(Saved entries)
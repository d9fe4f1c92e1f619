//! Key-file SSH execution against the docker host.

use ssh2::{Channel, Session};
use stackdeck_core::AppError;
use std::io::Read;
use std::net::{IpAddr, SocketAddr, TcpStream, ToSocketAddrs};
use std::path::Path;
use std::time::Duration;

const SSH_PORT: u16 = 22;
const IO_TIMEOUT: Duration = Duration::from_secs(10);

/// Turn an operator-supplied host into a socket address. Accepts a name
/// or IP, with or without `:port`; IPv6 literals may be bare or
/// bracketed. The port defaults to 22.
pub fn resolve_target(host: &str) -> Result<SocketAddr, AppError> {
    let host = host.trim();
    if let Ok(addr) = host.parse::<SocketAddr>() {
        return Ok(addr);
    }
    let unbracketed = host.strip_prefix('[').and_then(|h| h.strip_suffix(']')).unwrap_or(host);
    if let Ok(ip) = unbracketed.parse::<IpAddr>() {
        return Ok(SocketAddr::new(ip, SSH_PORT));
    }

    let (name, port) = match host.rsplit_once(':') {
        Some((name, port)) => {
            let port = port
                .parse::<u16>()
                .map_err(|_| AppError::Ssh(format!("Invalid port in {host}")))?;
            (name, port)
        }
        None => (host, SSH_PORT),
    };
    (name, port)
        .to_socket_addrs()
        .map_err(|e| AppError::Ssh(format!("Cannot resolve {host}: {e}")))?
        .next()
        .ok_or_else(|| AppError::Ssh(format!("No address found for {host}")))
}

fn open_session(addr: SocketAddr, user: &str, private_key_path: &Path) -> Result<Session, AppError> {
    let tcp = TcpStream::connect_timeout(&addr, IO_TIMEOUT)
        .map_err(|e| AppError::Ssh(format!("TCP connect to {addr}: {e}")))?;
    tcp.set_read_timeout(Some(IO_TIMEOUT))?;
    tcp.set_write_timeout(Some(IO_TIMEOUT))?;

    let mut session = Session::new().map_err(|e| AppError::Ssh(format!("Session::new: {e}")))?;
    session.set_timeout(IO_TIMEOUT.as_millis() as u32);
    session.set_tcp_stream(tcp);
    session
        .handshake()
        .map_err(|e| AppError::Ssh(format!("SSH handshake with {addr}: {e}")))?;
    session
        .userauth_pubkey_file(user, None, private_key_path, None)
        .map_err(|e| AppError::Ssh(format!("SSH auth to {user}@{addr}: {e}")))?;
    Ok(session)
}

/// Stdout on a zero exit; stderr in the error otherwise.
fn collect(mut channel: Channel) -> Result<String, AppError> {
    let ssh_err = |what: &str, e: ssh2::Error| AppError::Ssh(format!("{what}: {e}"));

    let mut stdout = String::new();
    channel.read_to_string(&mut stdout)?;
    let mut stderr = String::new();
    channel.stderr().read_to_string(&mut stderr)?;
    channel.wait_close().map_err(|e| ssh_err("Wait close", e))?;

    match channel.exit_status().map_err(|e| ssh_err("Exit status", e))? {
        0 => Ok(stdout),
        code => Err(AppError::Remote(format!(
            "Command exited with status {code}: {}",
            stderr.trim()
        ))),
    }
}

/// Execute a command on the remote host and return stdout.
pub fn exec(host: &str, user: &str, private_key_path: &Path, command: &str) -> Result<String, AppError> {
    let addr = resolve_target(host)?;
    let session = open_session(addr, user, private_key_path)?;
    let mut channel = session
        .channel_session()
        .map_err(|e| AppError::Ssh(format!("Open channel: {e}")))?;
    channel
        .exec(command)
        .map_err(|e| AppError::Ssh(format!("Exec command: {e}")))?;
    tracing::debug!(%addr, command, "ssh command started");
    collect(channel)
}

/// [`exec`] on the blocking pool.
pub async fn exec_async(
    host: &str,
    user: &str,
    private_key_path: &Path,
    command: &str,
) -> Result<String, AppError> {
    let (host, user, command) = (host.to_owned(), user.to_owned(), command.to_owned());
    let key = private_key_path.to_path_buf();
    tokio::task::spawn_blocking(move || exec(&host, &user, &key, &command))
        .await
        .map_err(|e| AppError::Ssh(format!("spawn_blocking join: {e}")))?
}
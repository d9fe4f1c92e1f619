//! Linear step machine with per-step validation.

use crate::catalog::Catalog;
use crate::error::{ValidationError, WizardError};
use crate::selection::Selection;
use serde::{Deserialize, Serialize};

#[derive(Debug, Clone, Copy, PartialEq, Eq, PartialOrd, Ord, Hash, Serialize, Deserialize)]
#[serde(rename_all = "snake_case")]
pub enum Step {
    Community,
    Platform,
    AppType,
    Applications,
    Summary,
}

impl Step {
    pub const ALL: [Step; 5] = [
        Step::Community,
        Step::Platform,
        Step::AppType,
        Step::Applications,
        Step::Summary,
    ];

    /// 1-based position shown in the progress indicator.
    pub fn number(self) -> usize {
        self as usize + 1
    }

    pub fn title(self) -> &'static str {
        match self {
            Step::Community => "Community",
            Step::Platform => "Platform",
            Step::AppType => "Application type",
            Step::Applications => "Applications",
            Step::Summary => "Summary",
        }
    }

    fn following(self) -> Option<Step> {
        Step::ALL.get(self as usize + 1).copied()
    }

    fn preceding(self) -> Option<Step> {
        (self as usize).checked_sub(1).map(|i| Step::ALL[i])
    }
}

#[derive(Debug, Clone, Copy, PartialEq, Eq, Serialize, Deserialize)]
#[serde(rename_all = "snake_case")]
pub enum StepStatus {
    Pending,
    Active,
    Completed,
    NotApplicable,
}

/// Whether the selection's community skips the platform step.
pub fn skips_platform(catalog: &Catalog, selection: &Selection) -> bool {
    selection
        .community
        .as_deref()
        .and_then(|id| catalog.community(id))
        .is_some_and(|c| c.is_flat())
}

pub fn validate(step: Step, catalog: &Catalog, selection: &Selection) -> Result<(), ValidationError> {
    match step {
        Step::Community => {
            if selection.community.is_none() {
                return Err(ValidationError::MissingCommunity);
            }
        }
        Step::Platform => {
            if !skips_platform(catalog, selection) && selection.platforms.is_empty() {
                return Err(ValidationError::MissingPlatform);
            }
        }
        Step::AppType => {
            if selection.app_types.is_empty() {
                return Err(ValidationError::MissingAppType);
            }
        }
        Step::Applications => {
            if selection.apps.is_empty() {
                return Err(ValidationError::NoApplications);
            }
            if let Some(app) = selection.apps.iter().find(|a| a.version.trim().is_empty()) {
                return Err(ValidationError::MissingVersion(app.app.clone()));
            }
        }
        Step::Summary => {}
    }
    Ok(())
}

#[derive(Debug, Clone, PartialEq, Eq, Serialize)]
pub struct StepController {
    current: Step,
    completed: Vec<Step>,
}

impl Default for StepController {
    fn default() -> Self {
        Self::new()
    }
}

impl StepController {
    pub fn new() -> Self {
        Self {
            current: Step::Community,
            completed: Vec::new(),
        }
    }

    pub fn current(&self) -> Step {
        self.current
    }

    pub fn is_completed(&self, step: Step) -> bool {
        self.completed.contains(&step)
    }

    /// Validate the current step and move forward, jumping over the
    /// platform step for flat communities.
    pub fn next(&mut self, catalog: &Catalog, selection: &Selection) -> Result<Step, WizardError> {
        let following = self.current.following().ok_or(WizardError::NoNextStep)?;
        validate(self.current, catalog, selection)?;
        if !self.completed.contains(&self.current) {
            self.completed.push(self.current);
        }
        self.current = if following == Step::Platform && skips_platform(catalog, selection) {
            Step::AppType
        } else {
            following
        };
        tracing::debug!(step = ?self.current, "wizard advanced");
        Ok(self.current)
    }

    /// Move back one step. Nothing is cleared.
    pub fn previous(&mut self, catalog: &Catalog, selection: &Selection) -> Step {
        if let Some(preceding) = self.current.preceding() {
            self.current = if preceding == Step::Platform && skips_platform(catalog, selection) {
                Step::Community
            } else {
                preceding
            };
        }
        self.current
    }

    /// Forget completion of `step` and everything after it, after the
    /// data those steps validated was invalidated. A wizard already past
    /// `step` is moved back onto it (onto the app-type step when `step`
    /// is a platform step the community does not have).
    pub fn invalidate_from(&mut self, step: Step, catalog: &Catalog, selection: &Selection) {
        self.completed.retain(|s| *s < step);
        let target = if step == Step::Platform && skips_platform(catalog, selection) {
            Step::AppType
        } else {
            step
        };
        if self.current > target {
            tracing::debug!(from = ?self.current, to = ?target, "wizard rewound");
            self.current = target;
        }
    }

    /// Advance as far as the selection allows, stopping on the first step
    /// that does not validate or on the summary.
    pub fn resume(&mut self, catalog: &Catalog, selection: &Selection) -> Step {
        while self.current != Step::Summary && self.next(catalog, selection).is_ok() {}
        self.current
    }

    pub fn progress(&self, catalog: &Catalog, selection: &Selection) -> Vec<(Step, StepStatus)> {
        let skip = skips_platform(catalog, selection);
        Step::ALL
            .iter()
            .map(|&step| {
                let status = if step == Step::Platform && skip {
                    StepStatus::NotApplicable
                } else if step == self.current {
                    StepStatus::Active
                } else if self.completed.contains(&step) {
                    StepStatus::Completed
                } else {
                    StepStatus::Pending
                };
                (step, status)
            })
            .collect()
    }
}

* WORK INSTRUCTIONS *
The lines to extract from the data above begin with the line containing "validate(self.current, catalog, selection)?;" and end with the line containing "wizard already past". Extract them exactly, including both.

* REPLY TO THE EXERCISE *
        validate(self.current, catalog, selection)?;
        if !self.completed.contains(&self.current) {
            self.completed.push(self.current);
        }
        self.current = if following == Step::Platform && skips_platform(catalog, selection) {
            Step::AppType
        } else {
            following
        };
        tracing::debug!(step = ?self.current, "wizard advanced");
        Ok(self.current)
    }

    /// Move back one step. Nothing is cleared.
    pub fn previous(&mut self, catalog: &Catalog, selection: &Selection) -> Step {
        if let Some(preceding) = self.current.preceding() {
            self.current = if preceding == Step::Platform && skips_platform(catalog, selection) {
                Step::Community
            } else {
                preceding
            };
        }
        self.current
    }

    /// Forget completion of `step` and everything after it, after the
    /// data those steps validated was invalidated. A wizard already past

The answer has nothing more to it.